Start of Block
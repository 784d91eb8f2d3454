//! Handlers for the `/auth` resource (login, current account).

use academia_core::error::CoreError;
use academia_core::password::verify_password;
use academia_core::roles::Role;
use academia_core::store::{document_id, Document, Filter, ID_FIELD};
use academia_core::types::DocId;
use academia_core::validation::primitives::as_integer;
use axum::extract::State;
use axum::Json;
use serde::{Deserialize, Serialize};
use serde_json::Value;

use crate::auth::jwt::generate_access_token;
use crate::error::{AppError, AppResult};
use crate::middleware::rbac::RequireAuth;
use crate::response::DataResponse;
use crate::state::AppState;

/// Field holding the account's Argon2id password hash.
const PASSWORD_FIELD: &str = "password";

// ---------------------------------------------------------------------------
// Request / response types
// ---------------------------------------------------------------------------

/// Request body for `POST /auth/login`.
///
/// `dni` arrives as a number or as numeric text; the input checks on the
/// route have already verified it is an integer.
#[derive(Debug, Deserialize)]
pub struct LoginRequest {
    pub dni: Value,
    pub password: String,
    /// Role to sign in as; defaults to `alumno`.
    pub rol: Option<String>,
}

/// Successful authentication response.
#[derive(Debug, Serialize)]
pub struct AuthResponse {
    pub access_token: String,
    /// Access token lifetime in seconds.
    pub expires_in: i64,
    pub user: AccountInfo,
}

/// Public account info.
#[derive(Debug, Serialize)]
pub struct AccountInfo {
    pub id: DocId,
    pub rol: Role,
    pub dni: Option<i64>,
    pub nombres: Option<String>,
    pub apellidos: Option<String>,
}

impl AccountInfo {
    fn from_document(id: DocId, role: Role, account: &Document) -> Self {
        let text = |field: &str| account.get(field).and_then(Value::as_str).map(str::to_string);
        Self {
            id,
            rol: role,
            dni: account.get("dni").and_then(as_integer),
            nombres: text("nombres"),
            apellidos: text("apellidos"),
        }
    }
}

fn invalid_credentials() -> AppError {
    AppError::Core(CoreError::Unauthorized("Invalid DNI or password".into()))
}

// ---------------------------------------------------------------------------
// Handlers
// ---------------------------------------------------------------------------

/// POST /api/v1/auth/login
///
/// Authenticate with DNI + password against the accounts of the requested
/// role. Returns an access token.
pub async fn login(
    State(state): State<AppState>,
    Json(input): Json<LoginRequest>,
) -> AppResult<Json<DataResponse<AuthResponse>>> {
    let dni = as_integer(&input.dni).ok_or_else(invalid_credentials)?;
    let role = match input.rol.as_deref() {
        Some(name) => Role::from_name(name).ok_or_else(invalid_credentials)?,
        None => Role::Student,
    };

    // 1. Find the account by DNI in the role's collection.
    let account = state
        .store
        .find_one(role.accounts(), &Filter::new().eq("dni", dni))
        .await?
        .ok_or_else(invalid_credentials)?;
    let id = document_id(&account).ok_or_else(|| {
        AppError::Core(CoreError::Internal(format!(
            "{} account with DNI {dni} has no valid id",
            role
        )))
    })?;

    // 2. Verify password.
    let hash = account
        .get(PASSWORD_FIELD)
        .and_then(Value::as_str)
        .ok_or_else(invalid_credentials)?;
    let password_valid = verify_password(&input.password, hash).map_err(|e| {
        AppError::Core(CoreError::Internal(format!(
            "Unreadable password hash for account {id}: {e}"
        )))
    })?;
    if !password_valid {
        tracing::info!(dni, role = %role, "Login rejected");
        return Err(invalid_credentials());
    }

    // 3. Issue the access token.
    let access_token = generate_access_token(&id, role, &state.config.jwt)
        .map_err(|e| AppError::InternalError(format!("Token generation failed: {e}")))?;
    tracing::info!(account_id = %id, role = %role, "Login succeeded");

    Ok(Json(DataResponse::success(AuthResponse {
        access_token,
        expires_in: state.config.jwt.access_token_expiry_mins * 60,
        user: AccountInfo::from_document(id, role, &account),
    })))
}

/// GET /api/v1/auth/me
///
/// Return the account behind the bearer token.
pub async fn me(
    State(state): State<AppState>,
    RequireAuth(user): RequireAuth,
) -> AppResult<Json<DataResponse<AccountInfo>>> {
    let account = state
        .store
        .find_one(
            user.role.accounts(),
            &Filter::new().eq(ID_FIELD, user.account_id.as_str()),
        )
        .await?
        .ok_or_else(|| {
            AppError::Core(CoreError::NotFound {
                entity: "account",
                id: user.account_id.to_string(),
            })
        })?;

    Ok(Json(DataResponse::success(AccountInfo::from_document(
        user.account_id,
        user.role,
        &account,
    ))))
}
End of Block
Start of Block
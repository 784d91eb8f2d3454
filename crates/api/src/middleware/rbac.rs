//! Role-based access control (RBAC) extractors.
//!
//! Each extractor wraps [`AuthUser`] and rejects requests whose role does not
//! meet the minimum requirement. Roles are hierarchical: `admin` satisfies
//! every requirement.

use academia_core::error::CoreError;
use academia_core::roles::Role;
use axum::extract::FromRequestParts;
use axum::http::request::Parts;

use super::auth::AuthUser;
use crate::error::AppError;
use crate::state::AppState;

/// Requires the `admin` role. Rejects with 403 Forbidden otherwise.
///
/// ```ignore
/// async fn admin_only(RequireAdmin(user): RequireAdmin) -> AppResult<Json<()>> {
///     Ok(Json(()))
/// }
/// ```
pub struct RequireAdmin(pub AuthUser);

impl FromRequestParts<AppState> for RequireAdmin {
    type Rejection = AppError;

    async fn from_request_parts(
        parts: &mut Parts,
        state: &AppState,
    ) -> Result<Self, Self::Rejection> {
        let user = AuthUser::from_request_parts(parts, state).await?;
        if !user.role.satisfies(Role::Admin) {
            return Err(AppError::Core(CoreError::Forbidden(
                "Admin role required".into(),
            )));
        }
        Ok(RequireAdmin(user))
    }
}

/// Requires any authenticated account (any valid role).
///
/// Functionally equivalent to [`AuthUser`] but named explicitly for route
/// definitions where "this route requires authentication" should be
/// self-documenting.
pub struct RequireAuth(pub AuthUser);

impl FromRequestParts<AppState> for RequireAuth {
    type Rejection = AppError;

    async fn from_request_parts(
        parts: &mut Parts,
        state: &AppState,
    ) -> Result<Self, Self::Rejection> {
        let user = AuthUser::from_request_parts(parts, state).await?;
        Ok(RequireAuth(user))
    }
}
End of Block
Go through the records. Copy each line where "input" appears.

/// `dni` arrives as a number or as numeric text; the input checks on the
    Json(input): Json<LoginRequest>,
    let dni = as_integer(&input.dni).ok_or_else(invalid_credentials)?;
    let role = match input.rol.as_deref() {
    let password_valid = verify_password(&input.password, hash).map_err(|e| {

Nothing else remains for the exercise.